Print the full listing exactly.
*** Opening of DATASET ENTRIES ***
//! Catalog commands - list what the backend offers.

use anyhow::Result;
use ocp_client::{ClusterAddon, Flavor};

fn matches(name: &str, filter: Option<&str>) -> bool {
    filter.is_none_or(|filter| name.to_lowercase().contains(&filter.to_lowercase()))
}

fn filter_flavors(flavors: Vec<Flavor>, name: Option<&str>) -> Vec<Flavor> {
    flavors
        .into_iter()
        .filter(|flavor| matches(&flavor.name, name))
        .collect()
}

fn filter_addons(addons: Vec<ClusterAddon>, name: Option<&str>) -> Vec<ClusterAddon> {
    addons
        .into_iter()
        .filter(|addon| matches(&addon.name, name))
        .collect()
}

/// List instance flavors, optionally filtered by name.
pub async fn flavors(name: Option<&str>) -> Result<()> {
    let client = super::client(&super::provider_config()?)?;
    let flavors = filter_flavors(client.flavors().await?, name);

    if flavors.is_empty() {
        println!("No flavors found.");
        return Ok(());
    }

    println!(
        "{:<38} {:<24} {:>5} {:>8} {:>6}  STOCK",
        "ID", "NAME", "VCPU", "RAM GB", "DISK"
    );
    println!("{}", "-".repeat(96));
    for flavor in &flavors {
        println!(
            "{:<38} {:<24} {:>5} {:>8.1} {:>6}  {}",
            flavor.id,
            flavor.name,
            flavor.vcpus,
            flavor.memory_gb,
            flavor.root_gb,
            if flavor.out_of_stock { "✗" } else { "✓" }
        );
    }
    println!();
    println!("Total: {} flavor(s)", flavors.len());
    Ok(())
}

/// List supported Kubernetes versions and their images.
pub async fn versions() -> Result<()> {
    let client = super::client(&super::provider_config()?)?;
    let versions = client.cluster_versions().await?;

    if versions.is_empty() {
        println!("No versions found.");
        return Ok(());
    }

    for version in &versions {
        println!("{}", version.version);
        for image in &version.images {
            println!("  {} ({})", image.image_name, image.os_distro);
        }
    }
    Ok(())
}

/// List networking (CNI) options.
pub async fn networking() -> Result<()> {
    let client = super::client(&super::provider_config()?)?;
    let options = client.networking().await?;

    if options.is_empty() {
        println!("No networking options found.");
        return Ok(());
    }

    println!("{:<24} VERSION", "NAME");
    for option in &options {
        println!("{:<24} {}", option.name, option.version);
    }
    Ok(())
}

/// List installable addons, optionally filtered by name.
pub async fn addons(name: Option<&str>) -> Result<()> {
    let client = super::client(&super::provider_config()?)?;
    let addons = filter_addons(client.cluster_addons().await?, name);

    if addons.is_empty() {
        println!("No addons found.");
        return Ok(());
    }

    for addon in &addons {
        let releases: Vec<&str> = addon.releases.iter().map(|r| r.version.as_str()).collect();
        println!("{}: {}", addon.name, releases.join(", "));
        if !addon.description.is_empty() {
            println!("  {}", addon.description);
        }
    }
    Ok(())
}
*** Close of DATASET ENTRIES ***
§ YOUR RESPONSE:
//! Catalog commands - list what the backend offers.

use anyhow::Result;
use ocp_client::{ClusterAddon, Flavor};

fn matches(name: &str, filter: Option<&str>) -> bool {
    filter.is_none_or(|filter| name.to_lowercase().contains(&filter.to_lowercase()))
}

fn filter_flavors(flavors: Vec<Flavor>, name: Option<&str>) -> Vec<Flavor> {
    flavors
        .into_iter()
        .filter(|flavor| matches(&flavor.name, name))
        .collect()
}

fn filter_addons(addons: Vec<ClusterAddon>, name: Option<&str>) -> Vec<ClusterAddon> {
    addons
        .into_iter()
        .filter(|addon| matches(&addon.name, name))
        .collect()
}

/// List instance flavors, optionally filtered by name.
pub async fn flavors(name: Option<&str>) -> Result<()> {
    let client = super::client(&super::provider_config()?)?;
    let flavors = filter_flavors(client.flavors().await?, name);

    if flavors.is_empty() {
        println!("No flavors found.");
        return Ok(());
    }

    println!(
        "{:<38} {:<24} {:>5} {:>8} {:>6}  STOCK",
        "ID", "NAME", "VCPU", "RAM GB", "DISK"
    );
    println!("{}", "-".repeat(96));
    for flavor in &flavors {
        println!(
            "{:<38} {:<24} {:>5} {:>8.1} {:>6}  {}",
            flavor.id,
            flavor.name,
            flavor.vcpus,
            flavor.memory_gb,
            flavor.root_gb,
            if flavor.out_of_stock { "✗" } else { "✓" }
        );
    }
    println!();
    println!("Total: {} flavor(s)", flavors.len());
    Ok(())
}

/// List supported Kubernetes versions and their images.
pub async fn versions() -> Result<()> {
    let client = super::client(&super::provider_config()?)?;
    let versions = client.cluster_versions().await?;

    if versions.is_empty() {
        println!("No versions found.");
        return Ok(());
    }

    for version in &versions {
        println!("{}", version.version);
        for image in &version.images {
            println!("  {} ({})", image.image_name, image.os_distro);
        }
    }
    Ok(())
}

/// List networking (CNI) options.
pub async fn networking() -> Result<()> {
    let client = super::client(&super::provider_config()?)?;
    let options = client.networking().await?;

    if options.is_empty() {
        println!("No networking options found.");
        return Ok(());
    }

    println!("{:<24} VERSION", "NAME");
    for option in &options {
        println!("{:<24} {}", option.name, option.version);
    }
    Ok(())
}

/// List installable addons, optionally filtered by name.
pub async fn addons(name: Option<&str>) -> Result<()> {
    let client = super::client(&super::provider_config()?)?;
    let addons = filter_addons(client.cluster_addons().await?, name);

    if addons.is_empty() {
        println!("No addons found.");
        return Ok(());
    }

    for addon in &addons {
        let releases: Vec<&str> = addon.releases.iter().map(|r| r.version.as_str()).collect();
        println!("{}: {}", addon.name, releases.join(", "));
        if !addon.description.is_empty() {
            println!("  {}", addon.description);
        }
    }
    Ok(())
}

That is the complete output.